Según Blyth, la austeridad como propuesta teórica va en contra de lo que Keynes llamó la “paradoja del ahorro”, es decir, está en conflicto con la proposición según la cual “si todos ahorran al mismo tiempo, no hay consumo que estimule la inversión”. . Ahora, dice, si todos son austeros al mismo tiempo, por falta de inversión, no habrá un aumento, sino una disminución del ahorro total. Ahora bien, tal “falacia de composición” no consiste en un mero problema teórico, sino que refleja una situación que puede darse en el capitalismo realmente existente. Y esta posibilidad, cuando sucede, surge de un colapso estructural del propio capitalismo. Pues, su posible coherencia sólo se da a través de una constante inconsistencia. Es bien sabido que este sistema evoluciona de manera turbulenta, a través de crisis recurrentes y grandes choques.

Para Blyth, sin embargo, la expansión del producto social no solo es posible, sino también un deber moral. Así, además de derribar sus pretensiones científicas, quiere oponer otra moral al carácter supuestamente ético de la política de austeridad. El libro fue escrito bajo el supuesto de que no solo debe haber crecimiento, sino que debe venir acompañado de un aumento en el bienestar de amplios sectores de la población: “el objetivo de este libro”, según él, “es (…) ) ayudar a asegurar que el futuro no pertenezca solo a unos pocos privilegiados”. Ahora bien, si este tipo de auge se dio en el breve período keynesiano, después de la Segunda Guerra Mundial y hasta casi fines de la década de 1970, no significa que la producción de bienestar sea una virtualidad intrínseca y siempre posible del capitalismo.

En cualquier caso, Blyth presenta bien en su libro las consecuencias sociales de la política de austeridad. En otras palabras, reduce la tasa de aumento en la producción de bienes y amplifica la mala distribución del ingreso. Así es como Rossi resume el argumento del libro en su prefacio: “Al generar recesión y desempleo, la austeridad reduce las presiones salariales y aumenta los márgenes de ganancia; (…) tiende a aumentar la desigualdad de ingresos. Los recortes de gastos y la reducción de las obligaciones sociales dan lugar a futuros recortes de impuestos por parte de las empresas y las élites económicas. Y, finalmente, la reducción en la cantidad y calidad de los servicios públicos aumenta la demanda de la población por servicios privados en sectores como la educación y la salud, lo que amplía los espacios de acumulación de ganancias por parte del gran capital”.

Dicho esto, ha llegado el momento de justificar el provocativo título de este breve artículo: ¿la burguesía tiene elección? Y aquí es necesario distinguir analíticamente entre las personas socialmente postuladas como capitalistas y la clase capitalista misma. Es evidente que los primeros tienen la opción de oponerse a la austeridad, y muchos lo hacen incluso en perjuicio propio. Sin embargo, como miembros de la clase, como personificaciones y sostenedores del capital, están obligados a defender -incluso apelando a la hipocresía y al cinismo más extremo- su parte del botín capitalista. Y, como sabéis, no dejan de hacerlo.

Sin embargo, al afirmar que la austeridad se impone a la burguesía en el capitalismo financiarizado, no se cae en el economicismo. La política económica que se establece en cada momento está condicionada por el encuentro y conflicto de diferentes fuerzas políticas. Depende de las luchas sociales, de las formas en que las clases se involucran en la lucha política, clases que se guían por las culturas, tradiciones y circunstancias históricas actuales. En cualquier caso, la condena moral de la austeridad no parece ir muy lejos como crítica al rumbo del capitalismo contemporáneo. Es su funcionalidad la que debe eliminarse.

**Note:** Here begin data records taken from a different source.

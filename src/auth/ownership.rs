//! Who may mutate a resource once authenticated.
//!
//! Role-gated actions (project delete, role assignment) are enforced by the
//! `require_admin` middleware; everything else is listed here.

use uuid::Uuid;

use crate::error::ApiError;

#[derive(Debug, Clone, Copy, PartialEq, Eq)]
pub enum Ownership {
    /// Any authenticated identity
    Open,
    /// Only the identity that authored the resource, whatever its role
    AuthorOnly,
}

pub const PROJECT_UPDATE: Ownership = Ownership::Open;
pub const ISSUE_UPDATE: Ownership = Ownership::Open;
pub const ISSUE_DELETE: Ownership = Ownership::Open;
pub const COMMENT_UPDATE: Ownership = Ownership::AuthorOnly;
pub const COMMENT_DELETE: Ownership = Ownership::AuthorOnly;

impl Ownership {
    pub fn enforce(self, actor: Uuid, author: Uuid, message: &str) -> Result<(), ApiError> {
        match self {
            Ownership::Open => Ok(()),
            Ownership::AuthorOnly if actor == author => Ok(()),
            Ownership::AuthorOnly => {
                tracing::warn!("Ownership check failed: {} is not the author ({})", actor, author);
                Err(ApiError::forbidden(message))
            }
        }
    }
}
// handlers/protected/comments.rs - /api/v1/comments

use axum::{
    extract::{rejection::JsonRejection, Extension, Path, Query, State},
    Json,
};

use crate::database::models::Comment;
use crate::filter::Page;
use crate::handlers::utils::{parse_id, require_non_empty, PageParams};
use crate::middleware::{ApiResponse, ApiResult, AuthUser};
use crate::services::comment_service::{CommentChanges, CommentService, NewComment};
use crate::state::AppState;

/// GET /api/v1/comments/issue/:issue_id - Oldest first
pub async fn list_for_issue(
    State(state): State<AppState>,
    Path(issue_id): Path<String>,
    Query(params): Query<PageParams>,
) -> ApiResult<Page<Comment>> {
    let issue_id = parse_id("issue_id", &issue_id)?;
    let comments = CommentService::new(&state).list(issue_id, params.page(&state.config)).await?;
    Ok(ApiResponse::success(comments))
}

/// POST /api/v1/comments
pub async fn create(
    State(state): State<AppState>,
    Extension(auth): Extension<AuthUser>,
    payload: Result<Json<NewComment>, JsonRejection>,
) -> ApiResult<Comment> {
    let Json(input) = payload?;
    require_non_empty("content", &input.content)?;
    let comment = CommentService::new(&state).create(auth.user_id, input).await?;
    Ok(ApiResponse::created(comment))
}

/// PUT /api/v1/comments/:id - Author only
pub async fn update(
    State(state): State<AppState>,
    Extension(auth): Extension<AuthUser>,
    Path(id): Path<String>,
    payload: Result<Json<CommentChanges>, JsonRejection>,
) -> ApiResult<Comment> {
    let id = parse_id("id", &id)?;
    let Json(changes) = payload?;
    require_non_empty("content", &changes.content)?;
    let comment = CommentService::new(&state).update(auth.user_id, id, changes).await?;
    Ok(ApiResponse::success(comment))
}

/// DELETE /api/v1/comments/:id - Author only
pub async fn delete(
    State(state): State<AppState>,
    Extension(auth): Extension<AuthUser>,
    Path(id): Path<String>,
) -> ApiResult<()> {
    let id = parse_id("id", &id)?;
    CommentService::new(&state).delete(auth.user_id, id).await?;
    Ok(ApiResponse::no_content())
}
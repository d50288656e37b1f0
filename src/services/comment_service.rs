use serde::Deserialize;
use sqlx::PgPool;
use std::sync::Arc;
use uuid::Uuid;

use crate::auth::ownership;
use crate::clock::Clock;
use crate::database::models::Comment;
use crate::database::repository::select_clause;
use crate::database::{QueryContext, Repository};
use crate::error::ApiError;
use crate::filter::{Filter, Page, PageRequest, Scope};
use crate::state::AppState;

#[derive(Debug, Deserialize)]
pub struct NewComment {
    pub issue_id: Uuid,
    pub content: String,
}

#[derive(Debug, Deserialize)]
pub struct CommentChanges {
    pub content: String,
}

pub struct CommentService {
    pool: PgPool,
    clock: Arc<dyn Clock>,
}

impl CommentService {
    pub fn new(state: &AppState) -> Self {
        Self { pool: state.pool.clone(), clock: state.clock.clone() }
    }

    fn repository(&self) -> Repository<Comment> {
        Repository::new(self.pool.clone())
    }

    /// Oldest first
    pub async fn list(&self, issue_id: Uuid, page: PageRequest) -> Result<Page<Comment>, ApiError> {
        let filter = Filter::for_entity::<Comment>()?.scope(Scope::new("issue_id", issue_id))?;
        Ok(self.repository().list(filter, page).await?)
    }

    pub async fn create(&self, author: Uuid, input: NewComment) -> Result<Comment, ApiError> {
        let query = format!(
            "INSERT INTO comments (id, issue_id, user_id, content, created_at, updated_at) \
             VALUES ($1, $2, $3, $4, $5, $5) RETURNING {}",
            select_clause::<Comment>()
        );
        let id = Uuid::new_v4();
        let comment = sqlx::query_as::<_, Comment>(&query)
            .bind(id)
            .bind(input.issue_id)
            .bind(author)
            .bind(&input.content)
            .bind(self.clock.now())
            .fetch_one(&self.pool)
            .await
            .context("insert", "comments", Some(id))?;
        Ok(comment)
    }

    pub async fn update(&self, actor: Uuid, id: Uuid, changes: CommentChanges) -> Result<Comment, ApiError> {
        let existing = self.repository().select_404(id).await?;
        ownership::COMMENT_UPDATE.enforce(actor, existing.user_id, "You can only update your own comments")?;

        let query = format!(
            "UPDATE comments SET content = $2, updated_at = $3 WHERE id = $1 RETURNING {}",
            select_clause::<Comment>()
        );
        sqlx::query_as::<_, Comment>(&query)
            .bind(id)
            .bind(&changes.content)
            .bind(self.clock.now())
            .fetch_optional(&self.pool)
            .await
            .context("update", "comments", Some(id))?
            .ok_or_else(|| ApiError::not_found("Comment not found"))
    }

    pub async fn delete(&self, actor: Uuid, id: Uuid) -> Result<(), ApiError> {
        let existing = self.repository().select_404(id).await?;
        ownership::COMMENT_DELETE.enforce(actor, existing.user_id, "You can only delete your own comments")?;
        Ok(self.repository().delete_404(id).await?)
    }
}
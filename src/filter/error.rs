use thiserror::Error;

#[derive(Error, Debug)]
pub enum FilterError {
    #[error("Invalid table name: {0}")]
    InvalidTableName(String),

    #[error("Unknown filter field: {0}")]
    UnknownField(String),

    #[error("Invalid value for {field}: {value}")]
    InvalidValue { field: String, value: String },
}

La austeridad no está ahí para nada. Debe verse que constituye un rasgo central de la política económica adoptada en la segunda fase del neoliberalismo, iniciada en 1997 y que aún no parece haber concluido, si bien el sistema globalizado del capital atravesó la gran crisis del 2007-08 y llegó a la crisis de 2020. Si en la primera fase, que va de 1980 a 1997, la tasa de ganancia subió en la gran mayoría de los países capitalistas, en la segunda tendió a caer nuevamente.

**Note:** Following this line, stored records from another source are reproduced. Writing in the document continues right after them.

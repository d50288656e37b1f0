// handlers/protected/users.rs - /api/v1/users

use axum::{
    extract::{rejection::JsonRejection, Extension, Path, Query, State},
    Json,
};
use serde::Deserialize;

use crate::auth::Role;
use crate::database::models::User;
use crate::error::ApiError;
use crate::filter::{FilterSet, Page};
use crate::handlers::utils::{parse_id, require_non_empty, validate_email_format, PageParams};
use crate::middleware::{ApiResponse, ApiResult, AuthUser};
use crate::services::user_service::{ProfileChanges, UserService};
use crate::state::AppState;

#[derive(Debug, Deserialize)]
pub struct UserListQuery {
    pub role: Option<String>,
    pub search: Option<String>,
    #[serde(flatten)]
    pub page: PageParams,
}

#[derive(Debug, Deserialize)]
pub struct RoleChange {
    pub role: String,
}

fn parse_role(raw: &str) -> Result<Role, ApiError> {
    raw.parse()
        .map_err(|_| ApiError::invalid_field("role", "Role must be 'admin' or 'user'"))
}

/// GET /api/v1/users - Newest first; `role` filter, `search` over email and names
pub async fn list(
    State(state): State<AppState>,
    Query(query): Query<UserListQuery>,
) -> ApiResult<Page<User>> {
    let role = match query.role.as_deref().filter(|r| !r.is_empty()) {
        Some(raw) => Some(parse_role(raw)?.as_str().to_string()),
        None => None,
    };
    let filters = FilterSet::new().equal("role", role).search(query.search);
    let users = UserService::new(&state).list(&filters, query.page.page(&state.config)).await?;
    Ok(ApiResponse::success(users))
}

/// GET /api/v1/users/profile
pub async fn profile(
    State(state): State<AppState>,
    Extension(auth): Extension<AuthUser>,
) -> ApiResult<User> {
    Ok(ApiResponse::success(UserService::new(&state).profile(auth.user_id).await?))
}

/// PUT /api/v1/users/profile - Replace first name, last name and email
pub async fn update_profile(
    State(state): State<AppState>,
    Extension(auth): Extension<AuthUser>,
    payload: Result<Json<ProfileChanges>, JsonRejection>,
) -> ApiResult<User> {
    let Json(changes) = payload?;
    require_non_empty("first_name", &changes.first_name)?;
    require_non_empty("last_name", &changes.last_name)?;
    validate_email_format(&changes.email)?;
    let user = UserService::new(&state).update_profile(auth.user_id, changes).await?;
    Ok(ApiResponse::success(user))
}

/// PUT /api/v1/users/:id/role - Admin only
pub async fn set_role(
    State(state): State<AppState>,
    Path(id): Path<String>,
    payload: Result<Json<RoleChange>, JsonRejection>,
) -> ApiResult<User> {
    let id = parse_id("id", &id)?;
    let Json(change) = payload?;
    let role = parse_role(&change.role)?;
    Ok(ApiResponse::success(UserService::new(&state).set_role(id, role).await?))
}
use chrono::{DateTime, Duration, Utc};
use std::fmt;
use std::sync::Mutex;

/// Source of "now" for token expiry and row timestamps.
pub trait Clock: Send + Sync + fmt::Debug {
    fn now(&self) -> DateTime<Utc>;
}

/// Wall clock backed by `Utc::now()`
#[derive(Debug, Default, Clone, Copy)]
pub struct SystemClock;

impl Clock for SystemClock {
    fn now(&self) -> DateTime<Utc> {
        Utc::now()
    }
}

/// Manually driven clock for tests and fixtures
#[derive(Debug)]
pub struct FixedClock {
    now: Mutex<DateTime<Utc>>,
}

impl FixedClock {
    pub fn new(now: DateTime<Utc>) -> Self {
        Self { now: Mutex::new(now) }
    }

    pub fn set(&self, now: DateTime<Utc>) {
        *self.lock() = now;
    }

    pub fn advance(&self, by: Duration) {
        let mut guard = self.lock();
        *guard = *guard + by;
    }

    fn lock(&self) -> std::sync::MutexGuard<'_, DateTime<Utc>> {
        // A poisoned clock still holds a valid timestamp
        self.now.lock().unwrap_or_else(|poisoned| poisoned.into_inner())
    }
}

impl Clock for FixedClock {
    fn now(&self) -> DateTime<Utc> {
        *self.lock()
    }
}
use std::time::Duration;

use sqlx::{
    postgres::{PgConnectOptions, PgPoolOptions},
    ConnectOptions, PgPool,
};
use thiserror::Error;
use tracing::info;
use uuid::Uuid;

use crate::config::DatabaseConfig;

const UNIQUE_VIOLATION: &str = "23505";
const FOREIGN_KEY_VIOLATION: &str = "23503";

/// Errors from the storage layer
#[derive(Debug, Error)]
pub enum DatabaseError {
    #[error("Invalid database URL")]
    InvalidDatabaseUrl,

    #[error("Not found: {0}")]
    NotFound(String),

    #[error("Unique constraint violated: {0}")]
    Conflict(String),

    #[error("Referenced record missing: {0}")]
    MissingReference(String),

    /// A statement failed; carries what was being done and to which record
    #[error("{op} on {entity} failed: {source}")]
    Storage {
        op: &'static str,
        entity: &'static str,
        id: Option<Uuid>,
        #[source]
        source: sqlx::Error,
    },

    #[error(transparent)]
    Sqlx(sqlx::Error),
}

/// Tag a failed statement with its operation, table and record id.
///
/// Constraint violations keep their own variants since they map to client errors.
pub trait QueryContext<T> {
    fn context(self, op: &'static str, entity: &'static str, id: Option<Uuid>) -> Result<T, DatabaseError>;
}

impl<T, E> QueryContext<T> for Result<T, E>
where
    E: Into<DatabaseError>,
{
    fn context(self, op: &'static str, entity: &'static str, id: Option<Uuid>) -> Result<T, DatabaseError> {
        self.map_err(|err| match err.into() {
            DatabaseError::Sqlx(source) => DatabaseError::Storage { op, entity, id, source },
            other => other,
        })
    }
}

impl From<sqlx::Error> for DatabaseError {
    fn from(err: sqlx::Error) -> Self {
        if let sqlx::Error::Database(db) = &err {
            let constraint = db.constraint().unwrap_or_default().to_string();
            match db.code().as_deref() {
                Some(UNIQUE_VIOLATION) => return DatabaseError::Conflict(constraint),
                Some(FOREIGN_KEY_VIOLATION) => return DatabaseError::MissingReference(constraint),
                _ => {}
            }
        }
        DatabaseError::Sqlx(err)
    }
}

/// Builds and checks the shared connection pool
pub struct DatabaseManager;

impl DatabaseManager {
    /// Create the pool without opening a connection; the first query connects
    pub fn connect(config: &DatabaseConfig) -> Result<PgPool, DatabaseError> {
        let mut options: PgConnectOptions = config
            .url
            .parse()
            .map_err(|_| DatabaseError::InvalidDatabaseUrl)?;
        if !config.enable_query_logging {
            options = options.disable_statement_logging();
        }

        let pool = PgPoolOptions::new()
            .max_connections(config.max_connections)
            .acquire_timeout(Duration::from_secs(config.connection_timeout))
            .connect_lazy_with(options);

        info!(
            "Database pool configured (max_connections={}, acquire_timeout={}s)",
            config.max_connections, config.connection_timeout
        );
        Ok(pool)
    }

    /// Pings the pool to ensure connectivity
    pub async fn health_check(pool: &PgPool) -> Result<(), DatabaseError> {
        sqlx::query("SELECT 1").execute(pool).await.context("ping", "database", None)?;
        Ok(())
    }

    /// Assemble a connection URL from discrete settings, percent-encoding credentials
    pub fn build_connection_string(
        host: &str,
        port: u16,
        database_name: &str,
        user: &str,
        password: Option<&str>,
    ) -> Result<String, DatabaseError> {
        let mut url = url::Url::parse(&format!("postgres://{}", host))
            .map_err(|_| DatabaseError::InvalidDatabaseUrl)?;
        url.set_port(Some(port)).map_err(|_| DatabaseError::InvalidDatabaseUrl)?;
        url.set_username(user).map_err(|_| DatabaseError::InvalidDatabaseUrl)?;
        url.set_password(password).map_err(|_| DatabaseError::InvalidDatabaseUrl)?;
        url.set_path(&format!("/{}", database_name));
        Ok(url.into())
    }
}
// handlers/mod.rs - Two-tier handler layout
//
// Public (no auth) → Protected (bearer token; some routes additionally admin-gated)

pub mod protected;
pub mod public;
pub mod utils;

Con esta inversión, hubo un refuerzo en el proceso de financiarización.[ 1 ] Si en la primera fase la acumulación de capital ficticio proporcionó una salida al capital industrial excedente, en la segunda fase pasó a funcionar como su último y necesario refugio. El nivel de las tasas de interés, que se mantuvo alto en el primer período, tuvo que bajar en el segundo. La austeridad, entonces, surgió como una forma de garantizar la continuidad de la apropiación de la renta por parte del capital financiero en una fase de exasperación histórica. Tanto en el primer como en el segundo período neoliberal, hubo una persistente erosión del poder de la clase obrera, una progresiva destrucción de la protección social de la fuerza de trabajo, es decir, un constante debilitamiento del “bienestar” reivindicado por Blyth.

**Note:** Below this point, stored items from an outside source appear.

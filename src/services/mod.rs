pub mod comment_service;
pub mod issue_service;
pub mod project_service;
pub mod user_service;

pub use comment_service::CommentService;
pub use issue_service::IssueService;
pub use project_service::ProjectService;
pub use user_service::UserService;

Si el desarrollo capitalista en general siempre oscila entre generar más civilización y/o generar más barbarie, la austeridad sin duda privilegia la segunda posibilidad. Es un modo de gobernanza inherente a la hegemonía del capital financiero. Pero este protagonismo no resulta de una “toma del poder” por parte de los financieros en detrimento de los industriales –y mucho menos de meras elecciones equivocadas de política económica. De hecho, surge como consecuencia del proceso de sobreacumulación de capital, de un desequilibrio estructural en el que ambas formas de capital están íntimamente entrelazadas. En todo caso, este exceso es y ha sido siempre inherente al propio capital. Ha sucedido otras veces en la historia. Se manifestó una vez más en la década de 1970, ahora como una ola de grandes proporciones, y, a partir de ahí, comenzó a configurar el desarrollo capitalista en las últimas cinco décadas.

Durante este período, su supremacía se hizo más fuerte y más peligrosa. Aquí tomó proporciones inéditas porque el mecanismo clásico para superar las crisis de sobreacumulación, la destrucción masiva del capital industrial y financiero, ha sido contenido por la intervención salvadora del Estado. Y esto ocurre porque se teme un gran colapso del sistema, que podría poner en peligro la supremacía de Occidente o incluso la existencia misma del capitalismo. Como contrapartida al bloqueo de la reversión de la acumulación -ésta, cuando ocurre, aniquila parte del capital previamente acumulado, creando, al mismo tiempo, las condiciones para la recuperación-, el capitalismo ha entrado en un proceso de estancamiento que se torna insuperable y que tiende, por lo tanto, a durar indefinidamente.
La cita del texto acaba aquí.